Mantilla, Brian S., Marchese, Letícia, Casas-Sánchez, Aitor, Dyer, Naomi A., Ejeh, Nicholas, Biran, Marc, Bringaud, Frédéric, Lehane, Michael J., Acosta-Serrano, Alvaro & Silber, Ariel M. (2017). Proline Metabolism is Essential for Trypanosoma brucei brucei Survival in the Tsetse Vector. PLOS Pathogens 13(1): e1006158.

Author(s) from Durham

Abstract

Adaptation to different nutritional environments is essential for life cycle completion by all
Trypanosoma brucei sub-species. In the tsetse fly vector, L-proline is among the most abundant
amino acids and is mainly used by the fly for lactation and to fuel flight muscle. The procyclic
(insect) stage of T. b. brucei uses L-proline as its main carbon source, relying on an
efficient catabolic pathway to convert it to glutamate, and then to succinate, acetate and alanine
as the main secreted end products. Here we investigated the essentiality of an undisrupted
proline catabolic pathway in T. b. brucei by studying mitochondrial Δ1-pyrroline-5-
carboxylate dehydrogenase (TbP5CDH), which catalyzes the irreversible conversion of
gamma-glutamate semialdehyde (γGS) into L-glutamate and NADH. In addition, we provided
evidence for the absence of a functional proline biosynthetic pathway. TbP5CDH
expression is developmentally regulated in the insect stages of the parasite, but absent in
bloodstream forms grown in vitro. RNAi down-regulation of TbP5CDH severely affected the
growth of procyclic trypanosomes in vitro in the absence of glucose, and altered the metabolic
flux when proline was the sole carbon source. Furthermore, TbP5CDH knocked-down
cells exhibited alterations in the mitochondrial inner membrane potential (ΔΨm), respiratory
control ratio and ATP production. Also, changes in the proline-glutamate oxidative capacity
slightly affected the surface expression of the major surface glycoprotein EP-procyclin.
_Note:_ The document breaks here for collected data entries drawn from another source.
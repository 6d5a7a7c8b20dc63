use crate::android::chunk::ChunkHeader;
use crate::android::error::{AxmlError, AxmlResult};
use crate::android::reader::ByteReader;
use bitflags::bitflags;
use log::trace;

/// Index value meaning "no string".
pub const NO_ENTRY_INDEX: u32 = 0xFFFF_FFFF;

bitflags! {
    /// Flags word of a `ResStringPool_header`.
    #[derive(Clone, Copy, Debug, PartialEq, Eq)]
    pub struct StringPoolFlags: u32 {
        const SORTED = 0x0000_0001;
        const UTF8 = 0x0000_0100;
    }
}

/// Decoded pooled strings, addressed by index.
#[derive(Clone, Debug, Default, PartialEq, Eq)]
pub struct StringPool {
    strings: Vec<String>,
    flags: StringPoolFlags,
}

impl Default for StringPoolFlags {
    fn default() -> Self {
        StringPoolFlags::empty()
    }
}

impl StringPool {
    /// Decode the string pool chunk described by `header`.
    ///
    /// The pool header and offset table must fit inside the chunk; an
    /// individual string that cannot be decoded becomes `""` so later
    /// indices stay aligned.
    pub fn parse(reader: &ByteReader<'_>, header: &ChunkHeader) -> AxmlResult<Self> {
        let field = |relative: usize, what: &str| {
            reader
                .read_u32(header.at(relative))
                .filter(|_| header.at(relative) + 4 <= header.end())
                .ok_or_else(|| AxmlError::MalformedStringPool(format!("missing {what}")))
        };

        let string_count = field(8, "string count")? as usize;
        let _style_count = field(12, "style count")?;
        let flags = StringPoolFlags::from_bits_retain(field(16, "flags")?);
        let strings_start = field(20, "strings start")? as usize;
        let _styles_start = field(24, "styles start")?;

        let offsets_start = header.body_start();
        let offsets_len = string_count.checked_mul(4).ok_or_else(|| {
            AxmlError::MalformedStringPool(format!("string count {string_count} overflows"))
        })?;
        if offsets_start
            .checked_add(offsets_len)
            .map_or(true, |end| end > header.end())
        {
            return Err(AxmlError::MalformedStringPool(format!(
                "offset table for {string_count} strings does not fit in chunk"
            )));
        }

        let strings_base = header.at(strings_start);
        let limit = header.end();
        let utf8 = flags.contains(StringPoolFlags::UTF8);

        let mut strings = Vec::with_capacity(string_count);
        for index in 0..string_count {
            let decoded = reader
                .read_u32(offsets_start + index * 4)
                .and_then(|offset| strings_base.checked_add(offset as usize))
                .and_then(|absolute| {
                    if utf8 {
                        read_utf8_string(reader, absolute, limit)
                    } else {
                        read_utf16_string(reader, absolute, limit)
                    }
                });
            match decoded {
                Some(text) => strings.push(text),
                None => {
                    trace!("string pool entry {index} could not be decoded");
                    strings.push(String::new());
                }
            }
        }

        Ok(StringPool { strings, flags })
    }

    pub fn from_strings(strings: Vec<String>) -> Self {
        StringPool {
            strings,
            flags: StringPoolFlags::empty(),
        }
    }

    pub fn get(&self, idx: u32) -> Option<&str> {
        if idx == NO_ENTRY_INDEX {
            return None;
        }
        self.strings.get(idx as usize).map(|s| s.as_str())
    }

    pub fn len(&self) -> usize {
        self.strings.len()
    }

    pub fn is_empty(&self) -> bool {
        self.strings.is_empty()
    }

    pub fn is_utf8(&self) -> bool {
        self.flags.contains(StringPoolFlags::UTF8)
    }

    pub fn strings(&self) -> &[String] {
        &self.strings
    }
}

fn read_utf8_string(reader: &ByteReader<'_>, offset: usize, limit: usize) -> Option<String> {
    let (_char_len, char_len_size) = reader.read_length8(offset)?;
    let mut cursor = offset + char_len_size;
    let (byte_len, byte_len_size) = reader.read_length8(cursor)?;
    cursor += byte_len_size;
    let end = cursor.checked_add(byte_len)?;
    if end >= limit {
        return None;
    }
    let raw = reader.bytes(cursor, byte_len)?;
    if reader.read_u8(end)? != 0 {
        return None;
    }
    Some(String::from_utf8_lossy(raw).into_owned())
}

fn read_utf16_string(reader: &ByteReader<'_>, offset: usize, limit: usize) -> Option<String> {
    let (unit_count, header_bytes) = reader.read_length16(offset)?;
    let cursor = offset + header_bytes;
    let byte_len = unit_count.checked_mul(2)?;
    let end = cursor.checked_add(byte_len)?;
    if end.checked_add(2)? > limit {
        return None;
    }
    let raw = reader.bytes(cursor, byte_len)?;
    if reader.read_u16(end)? != 0 {
        return None;
    }
    let units: Vec<u16> = raw
        .chunks_exact(2)
        .map(|pair| u16::from_le_bytes([pair[0], pair[1]]))
        .collect();
    Some(String::from_utf16_lossy(&units))
}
In
the tsetse, TbP5CDH knocked-down cells were impaired and thus unable to colonize the
fly's midgut, probably due to the lack of glucose between bloodmeals. Altogether, our data
show that the regulated expression of the proline metabolism pathway in T. b. brucei allows
this parasite to adapt to the nutritional environment of the tsetse midgut.